▸ Materials provided:

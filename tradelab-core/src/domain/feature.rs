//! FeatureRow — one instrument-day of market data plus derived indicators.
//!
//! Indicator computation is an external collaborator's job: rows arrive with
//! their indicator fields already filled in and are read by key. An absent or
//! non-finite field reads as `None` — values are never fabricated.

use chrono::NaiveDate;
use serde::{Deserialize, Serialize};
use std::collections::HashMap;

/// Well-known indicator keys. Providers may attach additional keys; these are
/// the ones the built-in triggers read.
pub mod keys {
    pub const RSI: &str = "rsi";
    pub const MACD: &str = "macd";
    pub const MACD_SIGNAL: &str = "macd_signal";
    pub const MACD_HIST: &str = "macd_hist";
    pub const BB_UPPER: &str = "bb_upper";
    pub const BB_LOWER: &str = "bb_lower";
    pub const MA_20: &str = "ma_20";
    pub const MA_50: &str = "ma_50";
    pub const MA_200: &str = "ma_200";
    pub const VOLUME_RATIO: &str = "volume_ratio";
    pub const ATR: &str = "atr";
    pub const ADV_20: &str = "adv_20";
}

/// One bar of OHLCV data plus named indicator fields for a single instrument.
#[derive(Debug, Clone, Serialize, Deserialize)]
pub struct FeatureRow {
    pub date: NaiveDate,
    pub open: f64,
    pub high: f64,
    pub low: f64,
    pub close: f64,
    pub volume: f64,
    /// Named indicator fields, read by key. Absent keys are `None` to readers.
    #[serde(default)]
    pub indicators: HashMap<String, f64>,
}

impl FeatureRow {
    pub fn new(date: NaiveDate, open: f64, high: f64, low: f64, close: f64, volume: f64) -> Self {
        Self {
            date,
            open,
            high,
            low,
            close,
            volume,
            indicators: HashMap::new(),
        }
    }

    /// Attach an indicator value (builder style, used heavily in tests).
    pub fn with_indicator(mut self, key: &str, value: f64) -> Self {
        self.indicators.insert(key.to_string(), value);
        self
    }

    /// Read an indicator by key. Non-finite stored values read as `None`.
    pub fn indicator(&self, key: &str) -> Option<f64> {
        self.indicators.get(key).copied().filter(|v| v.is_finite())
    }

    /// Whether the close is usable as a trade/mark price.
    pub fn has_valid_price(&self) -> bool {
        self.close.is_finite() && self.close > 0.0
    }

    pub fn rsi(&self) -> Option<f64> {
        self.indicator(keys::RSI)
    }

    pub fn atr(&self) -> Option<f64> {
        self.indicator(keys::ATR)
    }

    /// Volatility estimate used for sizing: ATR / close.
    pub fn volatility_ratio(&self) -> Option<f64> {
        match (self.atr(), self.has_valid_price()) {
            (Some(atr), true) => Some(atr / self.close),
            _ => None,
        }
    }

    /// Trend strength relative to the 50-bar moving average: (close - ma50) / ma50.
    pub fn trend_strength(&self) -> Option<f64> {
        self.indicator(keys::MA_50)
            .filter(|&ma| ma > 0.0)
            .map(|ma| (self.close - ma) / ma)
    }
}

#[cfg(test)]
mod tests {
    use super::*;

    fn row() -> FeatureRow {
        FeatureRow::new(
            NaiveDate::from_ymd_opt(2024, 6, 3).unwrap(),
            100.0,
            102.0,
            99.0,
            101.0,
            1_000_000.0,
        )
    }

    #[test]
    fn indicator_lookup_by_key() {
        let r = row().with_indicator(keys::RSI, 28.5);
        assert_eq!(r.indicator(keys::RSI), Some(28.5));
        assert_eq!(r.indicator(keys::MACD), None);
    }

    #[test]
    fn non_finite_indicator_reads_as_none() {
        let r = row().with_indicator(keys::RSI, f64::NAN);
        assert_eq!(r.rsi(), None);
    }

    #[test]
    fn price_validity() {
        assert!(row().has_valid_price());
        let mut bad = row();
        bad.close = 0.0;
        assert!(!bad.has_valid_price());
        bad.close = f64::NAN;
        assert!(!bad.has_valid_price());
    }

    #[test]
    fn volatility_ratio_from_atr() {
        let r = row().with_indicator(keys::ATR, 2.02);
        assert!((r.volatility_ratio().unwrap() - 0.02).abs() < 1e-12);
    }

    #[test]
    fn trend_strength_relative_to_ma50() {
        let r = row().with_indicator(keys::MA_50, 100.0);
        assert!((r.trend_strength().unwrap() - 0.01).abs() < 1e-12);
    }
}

--

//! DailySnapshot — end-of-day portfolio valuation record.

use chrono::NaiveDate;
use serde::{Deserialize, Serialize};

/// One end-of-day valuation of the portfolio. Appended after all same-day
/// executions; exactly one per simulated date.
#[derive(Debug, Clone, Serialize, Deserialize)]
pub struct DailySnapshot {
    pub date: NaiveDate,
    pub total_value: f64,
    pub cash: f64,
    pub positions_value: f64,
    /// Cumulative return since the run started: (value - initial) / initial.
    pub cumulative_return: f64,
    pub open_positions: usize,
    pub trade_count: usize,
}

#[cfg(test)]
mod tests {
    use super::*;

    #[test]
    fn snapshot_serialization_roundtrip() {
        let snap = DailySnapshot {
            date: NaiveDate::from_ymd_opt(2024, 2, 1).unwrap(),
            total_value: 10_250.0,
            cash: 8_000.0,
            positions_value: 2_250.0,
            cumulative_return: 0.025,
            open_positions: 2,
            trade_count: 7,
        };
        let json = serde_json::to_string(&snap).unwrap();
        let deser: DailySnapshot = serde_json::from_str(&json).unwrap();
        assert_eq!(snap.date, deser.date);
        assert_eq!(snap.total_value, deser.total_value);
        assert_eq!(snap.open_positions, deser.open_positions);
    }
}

▸ Activity: Check each line of these records for the string "json" and state only how many lines have it.

▸ Solution to the problem: 2